Saved data entries:
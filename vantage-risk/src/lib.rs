#![forbid(unsafe_code)]
#![warn(
    missing_debug_implementations,
    rust_2018_idioms,
    unreachable_pub,
    unused_qualifications
)]

//! Risk management primitives: exposure/drawdown/correlation/position
//! tracking, a volatility-based position scaler, pre-trade [`check`]s, a
//! rolling [`latency`] tracker, and the [`breaker::CircuitBreaker`] state
//! machine that ties them all into a single CLOSED/OPEN/HALF_OPEN gate.
//!
//! Every threshold consumed by the breaker lives in [`config::RiskConfig`]
//! rather than as a crate constant, since sensible values are
//! environment-specific and must be tunable without a rebuild.

pub mod alert;
pub mod breaker;
pub mod check;
pub mod config;
pub mod correlation;
pub mod drawdown;
pub mod exposure;
pub mod latency;
pub mod position_tracker;
pub mod volatility;

pub use alert::{RiskAlertHook, RiskViolation, VecAlertHook};
pub use breaker::{BreakerState, CircuitBreaker, TripReason};
pub use check::{CheckFailHigherThan, CheckFailLossLimit, CheckHigherThan, CheckLossLimit, RiskCheck};
pub use config::RiskConfig;
pub use correlation::CorrelationMatrix;
pub use drawdown::DrawdownTracker;
pub use exposure::ExposureTracker;
pub use latency::LatencyTracker;
pub use position_tracker::PositionTracker;
pub use volatility::VolatilityScaler;
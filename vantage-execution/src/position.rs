use derive_more::{Constructor, Display};
use rust_decimal::Decimal;
use serde::{Deserialize, Serialize};
use vantage_instrument::Symbol;

/// Direction of a held position.
#[derive(Debug, Copy, Clone, Eq, PartialEq, Hash, Display, Deserialize, Serialize)]
#[serde(rename_all = "SCREAMING_SNAKE_CASE")]
pub enum PositionSide {
    Long,
    Short,
    Flat,
}

/// Streamed position snapshot, derived venue-side from fills.
#[derive(Debug, Clone, PartialEq, Deserialize, Serialize, Constructor)]
pub struct Position {
    pub symbol: Symbol,
    pub side: PositionSide,
    pub size: Decimal,
    pub entry_price: Decimal,
    pub mark_price: Decimal,
    pub unrealized_pnl: Decimal,
    pub liquidation_price: Option<Decimal>,
    pub leverage: Decimal,
}

impl Position {
    pub fn is_flat(&self) -> bool {
        matches!(self.side, PositionSide::Flat) || self.size.is_zero()
    }
}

WHAT IS EXPECTED: Gather from the records above every line containing the string "Symbol".

OUTPUT:
use vantage_instrument::Symbol;
    pub symbol: Symbol,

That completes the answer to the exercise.